Revenons, dans ce contexte d’amours multiples, à celui de Mina pour M. de Montbrun. Puisque Angéline « ne consentira jamais à se séparer de lui » (AM, 160), épouser le père serait, du coup, le meilleur moyen de s’attacher la fille. Voilà, à mon sens, l’autre fantasme amoureux de Mina : une tendre proximité créée par les liens d’un mariage double, une union intime avec Angéline. Mieux que « lesbiennes[12] » ou « amantes », puisqu’il n’est jamais question des corps, le beau mot d’« amoureuses » conviendrait. Chacune, en aimant le père ou le frère de cette Autre qui est aussi la même, redit à cette femme tout son amour. D’où l’apparition, dans le roman, de diverses figures de l’inceste.

Incestes

Françoise Héritier a justement mis en lumière ce qu’elle appelle « l’inceste de deuxième type » : celui qui unit non pas deux personnes apparentées mais deux personnes liées par le sang qui couchent avec un même tiers[13]. Ainsi, au lieu d’une unique dyade incestueuse (Angéline et son père, selon le consensus critique) apparaissent plusieurs triangles qui le sont tout autant. Le roman fait l’impasse sur la sexualité, mais pas sur la passion. Parlons donc plutôt de consanguins amoureux d’une même personne : Mina et Maurice veulent « avoir » Angéline, Angéline et Mina « ont » ou veulent « avoir » M. de Montbrun, Maurice veut « épouser » une femme et son père, et ainsi de suite. Deux consanguins et un tiers/une tierce : cette structure récurrente fait de la première partie du roman une scène très peu catholique sur laquelle défilent en diverses combinatoires les figures désirantes, un drame — bientôt une tragédie — de l’ardeur et de l’envie[14].

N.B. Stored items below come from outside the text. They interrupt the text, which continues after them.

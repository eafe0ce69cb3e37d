use crate::{database::SqlValue, metadata::StoreType};

#[derive(thiserror::Error, Debug)]
#[error("{0}")]
pub struct ConversionError(pub String);

/// Converts a domain value into the value the store keeps in the column.
pub trait ValueConverter: Send + Sync {
    fn to_provider(&self, value: SqlValue) -> Result<SqlValue, ConversionError>;

    /// The store type produced by the conversion, when it differs from the property type.
    fn provider_type(&self) -> Option<StoreType> {
        None
    }
}

/// Closure backed converter.
pub struct FnConverter<F> {
    convert: F,
    provider_type: Option<StoreType>,
}

impl<F> FnConverter<F>
where
    F: Fn(SqlValue) -> Result<SqlValue, ConversionError> + Send + Sync,
{
    pub fn new(convert: F) -> Self {
        FnConverter { convert, provider_type: None }
    }

    pub fn with_provider_type(mut self, provider_type: StoreType) -> Self {
        self.provider_type = Some(provider_type);
        self
    }
}

impl<F> ValueConverter for FnConverter<F>
where
    F: Fn(SqlValue) -> Result<SqlValue, ConversionError> + Send + Sync,
{
    fn to_provider(&self, value: SqlValue) -> Result<SqlValue, ConversionError> {
        (self.convert)(value)
    }

    fn provider_type(&self) -> Option<StoreType> {
        self.provider_type
    }
}

/// Stores booleans as `0` / `1`.
pub struct BoolToIntConverter;

impl ValueConverter for BoolToIntConverter {
    fn to_provider(&self, value: SqlValue) -> Result<SqlValue, ConversionError> {
        match value {
            SqlValue::Null => Ok(SqlValue::Null),
            SqlValue::Bool(value) => Ok(SqlValue::I32(i32::from(value))),
            other => Err(ConversionError(format!("expected a boolean, got {}", other))),
        }
    }

    fn provider_type(&self) -> Option<StoreType> {
        Some(StoreType::Integer)
    }
}
use serde_json::Value;

use crate::database::SqlValue;

/// A typed record that can be streamed into a bulk operation.
///
/// Scalar properties are looked up by property name. Owned references that are stored in the
/// owner's row are exposed through [`Record::owned`] (`None` means the reference is null), owned
/// collections stored in their own table through [`Record::owned_collection`].
pub trait Record: Send + Sync {
    fn value(&self, property: &str) -> SqlValue;

    fn owned(&self, _navigation: &str) -> Option<&dyn Record> {
        None
    }

    fn owned_collection(&self, _navigation: &str) -> Vec<&dyn Record> {
        Vec::new()
    }
}

/// JSON objects are records: nested objects are owned references, arrays of objects are owned
/// collections.
impl Record for Value {
    fn value(&self, property: &str) -> SqlValue {
        match self.get(property) {
            None | Some(Value::Null) => SqlValue::Null,
            Some(Value::Bool(value)) => SqlValue::Bool(*value),
            Some(Value::Number(number)) => match number.as_i64() {
                Some(value) => SqlValue::I64(value),
                None => number.as_f64().map(SqlValue::F64).unwrap_or(SqlValue::Null),
            },
            Some(Value::String(value)) => SqlValue::String(value.clone()),
            Some(other) => SqlValue::Json(other.clone()),
        }
    }

    fn owned(&self, navigation: &str) -> Option<&dyn Record> {
        match self.get(navigation) {
            Some(value @ Value::Object(_)) => Some(value as &dyn Record),
            _ => None,
        }
    }

    fn owned_collection(&self, navigation: &str) -> Vec<&dyn Record> {
        match self.get(navigation) {
            Some(Value::Array(items)) => items
                .iter()
                .filter(|item| item.is_object())
                .map(|item| item as &dyn Record)
                .collect(),
            _ => Vec::new(),
        }
    }
}

/// An item of an owned collection, with the foreign key columns filled from its owner.
pub(crate) struct OwnedItemRecord<'a> {
    pub(crate) inner: &'a dyn Record,
    pub(crate) owner_values: Vec<(String, SqlValue)>,
}

impl Record for OwnedItemRecord<'_> {
    fn value(&self, property: &str) -> SqlValue {
        match self.owner_values.iter().find(|(dependent, _)| dependent == property) {
            Some((_, value)) => value.clone(),
            None => self.inner.value(property),
        }
    }

    fn owned(&self, navigation: &str) -> Option<&dyn Record> {
        self.inner.owned(navigation)
    }

    fn owned_collection(&self, navigation: &str) -> Vec<&dyn Record> {
        self.inner.owned_collection(navigation)
    }
}

#[cfg(test)]
mod tests {
    use serde_json::json;

    use super::*;

    #[test]
    fn test_json_record_values() {
        let record = json!({
            "Id": 3,
            "Price": 1.5,
            "Name": "widget",
            "Active": true,
            "Note": null,
            "Address": { "Street": "Main" },
            "Tags": [{ "Label": "a" }, { "Label": "b" }, 7]
        });

        assert_eq!(record.value("Id"), SqlValue::I64(3));
        assert_eq!(record.value("Price"), SqlValue::F64(1.5));
        assert_eq!(record.value("Name"), SqlValue::String("widget".to_string()));
        assert_eq!(record.value("Active"), SqlValue::Bool(true));
        assert_eq!(record.value("Note"), SqlValue::Null);
        assert_eq!(record.value("Missing"), SqlValue::Null);

        let address = record.owned("Address").unwrap();
        assert_eq!(address.value("Street"), SqlValue::String("Main".to_string()));
        assert!(record.owned("Name").is_none());

        assert_eq!(record.owned_collection("Tags").len(), 2);
    }

    #[test]
    fn test_owned_item_record_prefers_owner_values() {
        let item = json!({ "OrderId": 0, "Sku": "x" });
        let record = OwnedItemRecord {
            inner: &item,
            owner_values: vec![("OrderId".to_string(), SqlValue::I64(9))],
        };

        assert_eq!(record.value("OrderId"), SqlValue::I64(9));
        assert_eq!(record.value("Sku"), SqlValue::String("x".to_string()));
    }
}
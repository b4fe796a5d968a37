//! Storage key namespaces.
//!
//! Keys are split into auto-invalidated and manual entries, each with an
//! optional tag sub-namespace:
//!
//! | auto | tag | storage key                              |
//! |------|-----|------------------------------------------|
//! | yes  | no  | `__qcache__:auto:<key>`                  |
//! | yes  | yes | `__qcache__:auto:__qcache__:tag:<key>`   |
//! | no   | no  | `__qcache__:manual:<key>`                |
//! | no   | yes | `__qcache__:manual:__qcache__:tag:<key>` |
//!
//! Logical keys are not validated. A logical key that itself starts with
//! [`NAMESPACE_ROOT`] can collide with another namespace.

/// Common root of every reserved prefix.
pub const NAMESPACE_ROOT: &str = "__qcache__:";

/// Prefix for entries removed by bulk invalidation.
pub const AUTO_PREFIX: &str = "__qcache__:auto:";

/// Prefix for entries only removed by expiry or explicit delete.
pub const MANUAL_PREFIX: &str = "__qcache__:manual:";

/// Prefix for tag-index entries, nested under the auto/manual prefix.
pub const TAG_PREFIX: &str = "__qcache__:tag:";

/// Build the storage key for a logical key.
pub fn build_key(key: &str, is_tag: bool, auto_invalidate: bool) -> String {
    let auto_prefix = if auto_invalidate { AUTO_PREFIX } else { MANUAL_PREFIX };
    let tag_prefix = if is_tag { TAG_PREFIX } else { "" };
    format!("{auto_prefix}{tag_prefix}{key}")
}

/// Whether a key lives inside one of the reserved namespaces.
pub fn is_reserved(key: &str) -> bool {
    key.starts_with(NAMESPACE_ROOT)
}

#[cfg(test)]
mod tests {
    use super::*;
    use proptest::prelude::*;
    use std::collections::HashSet;

    #[test]
    fn test_build_key_layout() {
        assert_eq!(build_key("users", false, true), "__qcache__:auto:users");
        assert_eq!(build_key("users", true, true), "__qcache__:auto:__qcache__:tag:users");
        assert_eq!(build_key("users", false, false), "__qcache__:manual:users");
        assert_eq!(build_key("users", true, false), "__qcache__:manual:__qcache__:tag:users");
    }

    #[test]
    fn test_build_key_deterministic() {
        assert_eq!(build_key("q", true, false), build_key("q", true, false));
    }

    #[test]
    fn test_auto_keys_share_auto_prefix() {
        assert!(build_key("x", false, true).starts_with(AUTO_PREFIX));
        assert!(build_key("x", true, true).starts_with(AUTO_PREFIX));
        assert!(!build_key("x", false, false).starts_with(AUTO_PREFIX));
        assert!(!build_key("x", true, false).starts_with(AUTO_PREFIX));
    }

    #[test]
    fn test_is_reserved() {
        assert!(is_reserved(&build_key("x", false, false)));
        assert!(!is_reserved("bookmarks:page:1"));
    }

    proptest! {
        #[test]
        fn prop_namespaces_disjoint(key in ".*") {
            prop_assume!(!is_reserved(&key));
            let keys: HashSet<String> = [(false, false), (false, true), (true, false), (true, true)]
                .into_iter()
                .map(|(is_tag, auto)| build_key(&key, is_tag, auto))
                .collect();
            prop_assert_eq!(keys.len(), 4);
        }
    }
}
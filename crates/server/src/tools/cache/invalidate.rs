//! cache_invalidate tool implementation.
//!
//! Runs the query-cache mutation hook, dropping every auto-invalidated entry.

use qcache_core::{Error, QueryCache, cache::MutationOption};
use rmcp::{
    ErrorData as McpError,
    model::{CallToolResult, Content},
};
use schemars::JsonSchema;
use serde::{Deserialize, Serialize};

/// Parameters for the cache_invalidate tool.
#[derive(Debug, Clone, Default, Serialize, Deserialize, JsonSchema)]
pub struct CacheInvalidateParams {
    /// Tables written by the mutation. Recorded in logs only.
    #[serde(default)]
    pub tables: Vec<String>,

    /// Tags written by the mutation. Recorded in logs only.
    #[serde(default)]
    pub tags: Vec<String>,
}

/// Output from the cache_invalidate tool.
#[derive(Debug, Clone, Serialize, Deserialize, JsonSchema)]
pub struct CacheInvalidateOutput {
    /// Number of entries removed.
    pub removed: u64,
}

/// Implementation of the cache_invalidate tool.
pub async fn invalidate_impl(
    cache: &dyn QueryCache, params: CacheInvalidateParams,
) -> Result<CallToolResult, McpError> {
    let mutation = MutationOption { tables: params.tables, tags: params.tags };
    let removed = cache.on_mutate(&mutation).await?;

    let output = CacheInvalidateOutput { removed };
    let json = serde_json::to_string_pretty(&output)
        .map_err(|e| Error::InvalidInput(format!("Failed to serialize output: {e}")))?;

    Ok(CallToolResult::success(vec![Content::text(json)]))
}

Dans un roman à ce point axé sur la famille, il faut prendre au pied de la lettre — et des lettres — la parenté qu’on s’invente. Si Maurice devenait « vraiment un fils » (AM, 146 ; je souligne) pour M. de Montbrun, Angéline serait vraiment sa soeur, autre raison pour laquelle leur mariage ne peut avoir lieu. Et si Angéline et Mina sont, comme elles le disent sans cesse, « des soeurs », alors Mina, à l’instar d’Angéline dont elle est à la fois le double et la rivale, désire son propre père, ami intime par ailleurs et substitut de son père mort[15], et Angéline convoite son propre frère. De plus, si le double mariage se concluait, Maurice serait le frère de Mina, son beau-frère (mari de sa « soeur ») et son gendre, alors qu’elle-même serait à la fois la soeur, la belle-soeur et la belle-mère d’Angéline, son amie-amoureuse[16]. Nous voilà chez les Atrides, du coup. Et comme pour cette famille ancienne, la tragédie attend au tournant. Elle naît, selon une perspective à la fois psychanalytique et anthropologique, d’un double danger : la « confusion des places » qu’on vient de voir et la rivalité[17]. Et voilà lâché le mot : Mina et Angéline sont, malgré tout, des rivales.

Rivalités

Mina l’évincée

Si Maurice accepte sans mal, voire avec plaisir, de « partager » Angéline avec son père, Mina n’a pas la même docilité. Elle est l’unique insatisfaite du paradis terrestre, la seule envieuse, la seule plaignarde. C’est qu’elle n’arrive jamais à trouver, dans l’économie familio-conjugale, sa place définitive ; Angéline en prend bien trop pour cela.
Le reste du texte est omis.